Is my assumption of not needing username/password wrong or is my configuration wrong?

Properties used

[email protected]
spring.datasource.password=mockpassword # this is the actual value that I placed since you told me not to leave empty
spring.datasource.url=jdbc:postgresql:///springdb?cloudSqlInstance=project-id:region:mydb&socketFactory=com.google.cloud.sql.postgres.SocketFactory&enableIamAuth=true
2

There are 2 answers

0
Dimitris On BEST ANSWER

How I made it work.

First I followed the steps for workload identity

You must add the service account from the workload identity to the database, that can be done both via gcloud or the console.

Instructions how to configure database to a accept IAM authentication.

Also, the database needs to have the appropriate flag, if it does not in the user section there will be an exclamation mark, if you click it you can add it.

Instructions how to add service account to database

So far so good, however the user does not have permissions to the database and my database is private so I cannot connect to it from outside so we have to connect via a VM in the same network to do the GRANT.

Instructions how to execute the GRANT for a user

I followed these instructions with a small modification at the end instead of

psql "host=127.0.0.1 port=5432 sslmode=disable dbname=DB_NAME user=postgres"

you can connect without specifying a database

psql "host=127.0.0.1 port=5432 sslmode=disable user=postgres"

now I just run

grant all privileges on database "MY_DB" to "[email protected]";

Beware this worked with Postgres 12, but it failed with 15 you can check this post for 15

Finally configure the spring boot application, according to this guide that @Jonathan provided.
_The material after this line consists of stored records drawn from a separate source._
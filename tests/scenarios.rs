//! 端到端场景：MockLlmClient + ScriptedConsole + 记录调用的提供者

use std::sync::{Arc, Mutex};

use agent_pilot::actions::{
    ActionOutcome, ActionProvider, ActionRegistry, CANCELLED_AFTER_FAILURE, DEPENDENCY_NOT_SATISFIED,
};
use agent_pilot::config::AppConfig;
use agent_pilot::core::{AgentError, CANCELLED};
use agent_pilot::intent::{ActionKind, Intent};
use agent_pilot::llm::MockLlmClient;
use agent_pilot::memory::{ConversationMemory, StateUpdate};
use agent_pilot::plan::{ActionStatus, NOT_UNDERSTOOD, NO_RESPONSE};
use agent_pilot::providers::ListProjectsProvider;
use agent_pilot::resources::StaticCatalog;
use agent_pilot::ui::ScriptedConsole;
use agent_pilot::{AgentBuilder, AgentState, ConversationalAgent};
use async_trait::async_trait;
use serde_json::json;

type Calls = Arc<Mutex<Vec<Intent>>>;

struct Recording {
    tag: &'static str,
    succeed: bool,
    calls: Calls,
}

#[async_trait]
impl ActionProvider for Recording {
    fn tag(&self) -> &str {
        self.tag
    }

    async fn execute(&self, intent: &Intent) -> Result<ActionOutcome, AgentError> {
        self.calls.lock().unwrap().push(intent.clone());
        if self.succeed {
            Ok(ActionOutcome::success(format!("{} ok", self.tag))
                .with_state(StateUpdate::new().last_run_number(16)))
        } else {
            Ok(ActionOutcome::failure(format!("{} exploded", self.tag)))
        }
    }
}

struct Harness {
    agent: ConversationalAgent,
    llm: Arc<MockLlmClient>,
    console: Arc<ScriptedConsole>,
    calls: Calls,
}

impl Harness {
    fn calls_for(&self, tag: &str) -> Vec<Intent> {
        self.calls
            .lock()
            .unwrap()
            .iter()
            .filter(|i| i.action.as_str() == tag)
            .cloned()
            .collect()
    }

    fn total_calls(&self) -> usize {
        self.calls.lock().unwrap().len()
    }
}

fn harness(responses: &[&str], answers: &[&str], failing: &[&str]) -> Harness {
    let llm = Arc::new(MockLlmClient::with_responses(responses.iter().copied()));
    let console = Arc::new(ScriptedConsole::new(answers.iter().copied()));
    let catalog = Arc::new(StaticCatalog::new(["acme", "beta"]));
    let calls: Calls = Arc::new(Mutex::new(Vec::new()));

    let mut registry = ActionRegistry::new();
    registry.register(ListProjectsProvider::new(catalog.clone()));
    for tag in ["run_tests", "export_report", "detect_flaky", "show_status"] {
        registry.register(Recording {
            tag,
            succeed: !failing.contains(&tag),
            calls: calls.clone(),
        });
    }

    let agent = AgentBuilder::new(AppConfig::default())
        .with_llm(llm.clone())
        .with_console(console.clone())
        .with_catalog(catalog)
        .with_registry(registry)
        .build()
        .unwrap();
    Harness {
        agent,
        llm,
        console,
        calls,
    }
}

const RUN_THEN_EXPORT: &str = r#"{"goal": "run tests on acme and export", "actions": [
    {"step": 1, "action": "run_tests", "parameters": {"project": "acme", "mode": "auto"}},
    {"step": 2, "action": "export_report", "parameters": {"project": "acme"}, "depends_on": 1}
]}"#;

#[tokio::test]
async fn scenario_a_list_projects_is_single_step() {
    let mut h = harness(&[r#"{"actions": [{"step": 1, "action": "list_projects"}]}"#], &["c"], &[]);
    let response = h.agent.process_input("list my projects").await;

    let plan = response.plan.as_ref().unwrap();
    assert!(!plan.needs_clarification);
    assert_eq!(plan.len(), 1);
    assert_eq!(plan.actions()[0].action, ActionKind::ListProjects);
    assert_eq!(response.message, "Available projects: acme, beta");
    assert_eq!(response.state, AgentState::Idle);
    assert_eq!(
        response.trace,
        vec![
            AgentState::Idle,
            AgentState::Understanding,
            AgentState::Planning,
            AgentState::Confirming,
            AgentState::Executing,
            AgentState::Reporting,
            AgentState::Idle,
        ]
    );
}

#[tokio::test]
async fn scenario_b_missing_project_asks_naming_candidates() {
    let mut h = harness(&[r#"{"actions": [{"action": "run_tests", "parameters": {"mode": "auto"}}]}"#], &[], &[]);
    let response = h.agent.process_input("run tests").await;

    assert!(response.needs_input);
    let plan = response.plan.as_ref().unwrap();
    assert!(plan.needs_clarification);
    assert!(plan.is_empty());
    let question = plan.clarification_question.as_deref().unwrap();
    assert!(question.contains("acme") && question.contains("beta"));
    assert_eq!(
        response.trace,
        vec![AgentState::Idle, AgentState::Understanding, AgentState::Planning, AgentState::Idle]
    );
    assert_eq!(h.total_calls(), 0);
    assert!(h.console.prompts().is_empty());
    assert_eq!(h.agent.memory().state().pending_clarification.as_deref(), Some(question));
}

#[tokio::test]
async fn scenario_b_active_project_resolves_reference() {
    let mut h = harness(&[r#"{"actions": [{"action": "run_tests"}]}"#], &["c"], &[]);
    h.agent
        .memory_mut()
        .update_state(StateUpdate::new().active_project("beta"));
    let response = h.agent.process_input("run tests").await;

    assert!(!response.needs_input);
    assert_eq!(h.calls_for("run_tests")[0].project(), Some("beta"));
}

#[tokio::test]
async fn scenario_c_run_then_export_depends_on_first_step() {
    let mut h = harness(&[RUN_THEN_EXPORT], &["c"], &[]);
    let response = h
        .agent
        .process_input("run tests on acme then export the results")
        .await;

    let plan = response.plan.as_ref().unwrap();
    assert_eq!(plan.len(), 2);
    let step1 = plan.get_action(1).unwrap();
    let step2 = plan.get_action(2).unwrap();
    assert_eq!(step1.action, ActionKind::RunTests);
    assert_eq!(step1.parameters["project"], json!("acme"));
    assert_eq!(step2.action, ActionKind::ExportReport);
    assert_eq!(step2.depends_on, Some(1));
    assert!(response.results.iter().all(|r| r.status == ActionStatus::Completed));
    assert_eq!(h.agent.memory().state().last_run_number, Some(16));
    assert_eq!(h.agent.memory().state().active_project.as_deref(), Some("acme"));
}

#[tokio::test]
async fn scenario_d_declined_continue_skips_step_two() {
    let mut h = harness(&[RUN_THEN_EXPORT], &["c", "a"], &["run_tests"]);
    let response = h.agent.process_input("run tests then export").await;

    let plan = response.plan.as_ref().unwrap();
    assert_eq!(plan.get_action(1).unwrap().status(), ActionStatus::Failed);
    assert_eq!(plan.get_action(2).unwrap().status(), ActionStatus::Skipped);
    assert!(h.calls_for("export_report").is_empty());
    assert_eq!(response.state, AgentState::Idle);
    assert!(response.message.contains("0 completed, 1 failed, 1 skipped (of 2)"));
}

#[tokio::test]
async fn accepted_continue_still_skips_unmet_dependency() {
    let mut h = harness(&[RUN_THEN_EXPORT], &["c", "c"], &["run_tests"]);
    let response = h.agent.process_input("run tests then export").await;

    assert_eq!(response.results[1].status, ActionStatus::Skipped);
    assert_eq!(response.results[1].message, DEPENDENCY_NOT_SATISFIED);
    assert!(h.calls_for("export_report").is_empty());
}

#[tokio::test]
async fn scenario_e_fenced_response_is_extracted() {
    let fenced = "Sure, here is the plan:\n```json\n{\"actions\": [{\"step\": 1, \"action\": \"detect_flaky\", \"parameters\": {\"project\": \"beta\"}}]}\n```\nAnything else?";
    let mut h = harness(&[fenced], &["c"], &[]);
    let response = h.agent.process_input("find flaky tests in beta").await;

    assert!(!response.needs_input);
    assert_eq!(h.calls_for("detect_flaky").len(), 1);
    assert_eq!(h.llm.call_count(), 1);
}

#[test]
fn scenario_f_evicted_turns_leave_state_intact() {
    let mut memory = ConversationMemory::new(20);
    memory.update_state(StateUpdate::new().active_project("acme"));
    for i in 1..=25 {
        memory.add_user_message(format!("turn-{i:02}"));
    }
    let context = memory.get_context_for_llm(true);

    for i in 1..=5 {
        assert!(!context.contains(&format!("turn-{i:02}")));
    }
    assert!(context.contains("turn-25"));
    assert!(context.contains("Active project: acme"));
    assert_eq!(memory.len(), 20);
}

#[tokio::test]
async fn zero_actions_is_not_understood() {
    for reply in [r#"{"actions": []}"#, r#"{"understood": false, "actions": []}"#] {
        let mut h = harness(&[reply], &[], &[]);
        let response = h.agent.process_input("what's the weather").await;
        assert!(response.needs_input);
        assert_eq!(response.message, NOT_UNDERSTOOD);
        assert_eq!(h.total_calls(), 0);
        assert_eq!(h.llm.call_count(), 1);
    }
}

#[tokio::test]
async fn step_numbers_are_contiguous() {
    let reply = r#"{"actions": [
        {"action": "show_status", "parameters": {"project": "acme"}},
        {"action": "detect_flaky", "parameters": {"project": "acme"}},
        {"action": "list_projects"}
    ]}"#;
    let mut h = harness(&[reply], &["c"], &[]);
    let response = h.agent.process_input("status, flaky, projects").await;
    let steps: Vec<u32> = response
        .plan
        .as_ref()
        .unwrap()
        .actions()
        .iter()
        .map(|a| a.step_number)
        .collect();
    assert_eq!(steps, vec![1, 2, 3]);
}

#[tokio::test]
async fn cancel_after_failure_skips_every_later_step() {
    let reply = r#"{"actions": [
        {"step": 1, "action": "run_tests", "parameters": {"project": "acme"}},
        {"step": 2, "action": "detect_flaky", "parameters": {"project": "acme"}},
        {"step": 3, "action": "show_status", "parameters": {"project": "acme"}}
    ]}"#;
    let mut h = harness(&[reply], &["c", "no"], &["run_tests"]);
    let response = h.agent.process_input("run, flaky, status").await;

    for result in &response.results[1..] {
        assert_eq!(result.status, ActionStatus::Skipped);
        assert_eq!(result.message, CANCELLED_AFTER_FAILURE);
    }
    assert_eq!(h.total_calls(), 1);
}

#[tokio::test]
async fn tier_b_fallback_wraps_single_intent() {
    let mut h = harness(
        &[
            r#"{"actions": [{"step": 2, "action": "run_tests"}]}"#,
            r#"{"action": "show_status", "project": "beta", "confidence": 0.7}"#,
        ],
        &["c"],
        &[],
    );
    let response = h.agent.process_input("how is beta doing").await;
    let plan = response.plan.as_ref().unwrap();
    assert_eq!(plan.len(), 1);
    assert_eq!(plan.actions()[0].action, ActionKind::ShowStatus);
    assert_eq!(plan.actions()[0].description, "Show status of beta");
    assert_eq!(h.llm.call_count(), 2);
}

#[tokio::test]
async fn unknown_project_in_both_tiers_is_reported() {
    let mut h = harness(
        &[
            r#"{"actions": [{"action": "detect_flaky", "parameters": {"project": "zeta"}}]}"#,
            r#"{"action": "detect_flaky", "project": "zeta"}"#,
        ],
        &[],
        &[],
    );
    let response = h.agent.process_input("flaky tests in zeta").await;
    assert!(response.needs_input);
    assert!(response.message.starts_with("Unknown project 'zeta'. Available: acme, beta."));
    assert_eq!(h.total_calls(), 0);
}

#[tokio::test]
async fn silent_provider_returns_immediately() {
    let mut h = harness(&[], &[], &[]);
    let response = h.agent.process_input("run tests on acme").await;
    assert!(response.needs_input);
    assert_eq!(response.message, NO_RESPONSE);
    assert_eq!(h.llm.call_count(), 1);
}

#[tokio::test]
async fn abort_at_confirmation_executes_nothing() {
    let mut h = harness(&[RUN_THEN_EXPORT], &["a"], &[]);
    let response = h.agent.process_input("run then export").await;
    assert_eq!(response.message, CANCELLED);
    assert_eq!(h.total_calls(), 0);
    assert_eq!(
        response.trace,
        vec![
            AgentState::Idle,
            AgentState::Understanding,
            AgentState::Planning,
            AgentState::Confirming,
            AgentState::Idle
        ]
    );
}

#[tokio::test]
async fn eof_at_confirmation_aborts() {
    let mut h = harness(&[r#"{"actions": [{"action": "detect_flaky", "parameters": {"project": "acme"}}]}"#], &[], &[]);
    let response = h.agent.process_input("flaky").await;
    assert_eq!(response.message, CANCELLED);
    assert_eq!(h.total_calls(), 0);
}

#[tokio::test]
async fn modified_parameters_reach_the_provider() {
    let reply = r#"{"actions": [{"action": "run_tests", "parameters": {"project": "acme"}}]}"#;
    // m, 然后依次编辑 project / mode / test_filter / cloud / new_run
    let mut h = harness(&[reply], &["m", "beta", "", "", "yes", ""], &[]);
    let response = h.agent.process_input("run tests on acme").await;

    let calls = h.calls_for("run_tests");
    assert_eq!(calls.len(), 1);
    assert_eq!(calls[0].project(), Some("beta"));
    assert!(calls[0].param_bool("cloud"));
    let plan = response.plan.as_ref().unwrap();
    assert_eq!(plan.actions()[0].description, "Run tests on beta (mode auto, cloud)");
}

#[tokio::test]
async fn repeated_utterances_are_independent_requests() {
    let reply = r#"{"actions": [{"action": "detect_flaky", "parameters": {"project": "acme"}}]}"#;
    let mut h = harness(&[reply, reply], &["c", "c"], &[]);
    h.agent.process_input("find flaky tests in acme").await;
    h.agent.process_input("find flaky tests in acme").await;
    assert_eq!(h.calls_for("detect_flaky").len(), 2);
    assert_eq!(h.llm.call_count(), 2);
}

#[tokio::test]
async fn context_reaches_the_model_on_follow_up() {
    let mut h = harness(
        &[
            r#"{"actions": [{"action": "run_tests", "parameters": {"project": "acme"}}]}"#,
            r#"{"actions": [{"action": "export_report", "parameters": {"export_format": "pdf"}}]}"#,
        ],
        &["c", "c"],
        &[],
    );
    h.agent.process_input("run tests on acme").await;
    h.agent.process_input("now export the pdf").await;

    let second_prompt = &h.llm.calls()[1].prompt;
    assert!(second_prompt.contains("Active project: acme"));
    assert!(second_prompt.contains("user: run tests on acme"));
    let export = h.calls_for("export_report");
    assert_eq!(export[0].project(), Some("acme"));
    assert_eq!(export[0].param_str("export_format"), Some("pdf"));
}

#[test]
fn memory_capacity_and_idempotent_context() {
    let cap = 7;
    let mut memory = ConversationMemory::new(cap);
    for k in 1..=20usize {
        memory.add_assistant_message(format!("m{k}"));
        assert_eq!(memory.len(), k.min(cap));
        let retained: Vec<&str> = memory.turns().iter().map(|t| t.content()).collect();
        let expected: Vec<String> = ((k.saturating_sub(cap) + 1)..=k).map(|i| format!("m{i}")).collect();
        assert_eq!(retained, expected);
        assert_eq!(memory.get_context_for_llm(true), memory.get_context_for_llm(true));
    }
}

#[tokio::test]
async fn empty_input_stays_idle() {
    let mut h = harness(&[], &[], &[]);
    let response = h.agent.process_input("   ").await;
    assert!(response.needs_input);
    assert_eq!(response.state, AgentState::Idle);
    assert_eq!(h.llm.call_count(), 0);
    assert!(h.agent.memory().is_empty());
}
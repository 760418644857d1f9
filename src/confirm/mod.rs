//! 确认层：预览与人工确认

pub mod gate;
pub mod preview;

pub use gate::{ConfirmationGate, Decision, DEFAULT_EDITABLE, DEFAULT_MAX_INVALID_CHOICES};
pub use preview::{param_label, ActionPreview};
I tried many dependencies, but at the end I just needed this one.

<dependency>
    <groupId>com.google.cloud.sql</groupId>
    <artifactId>postgres-socket-factory</artifactId>
    <version>1.14.1</version>
</dependency>

And then again as @Jonathan said the properties need to be set as following. the password is not used, but it must not be empty!

spring.datasource.username=<SHORTENED_SERVICE_ACCOUNT_NAME>
spring.datasource.password=ANYTHING_BUT_EMPTY
spring.datasource.url=jdbc:postgresql:///DATABASE_NAME?cloudSqlInstance=INSTANCE_CONNECTION_NAME&socketFactory=com.google.cloud.sql.postgres.SocketFactory&enableIamAuth=true
9
Jonathan Hess On

It looks like your database configuration needs Cloud SQL JDBC Connector to use IAM Authentication and workload identity.

First, add &enableIamAuth=true to your JDBC URL. It should look like this:

spring.datasource.url=jdbc:postgresql:///DATABASE_NAME?cloudSqlInstance=INSTANCE_CONNECTION_NAME&socketFactory=com.google.cloud.sql.postgres.SocketFactory&enableIamAuth=true

Also, You will also need to set the database properties for user and password. username needs to be the shortened version of the Google Service Account email. password must not be blank or the Postgres JDBC driver will throw an exception, but because you set enableIamAuth=true, the password value will not be used.

spring.datasource.username=<SHORTENED_SERVICE_ACCOUNT_NAME>
spring.datasource.password=password

Replace <SHORTENED_SERVICE_ACCOUNT_NAME> with the shortened service account name used by your Postgres database.

You must shorten the full IAM user email into a database username. Due to different constraints on allowed characters in the database username, Mysql and Postgres differ in how they shorten an IAM email address into a database username.

  • Mysql: Truncate the IAM email removing the @ and everything that follows.
  • Postgres: If the IAM email ends with .gserviceaccount.com, remove the .gserviceaccount.com suffix from the email.

For example, if the full IAM user account is [email protected], then the shortened database username would be my-sa for Mysql, and [email protected] for Postgres.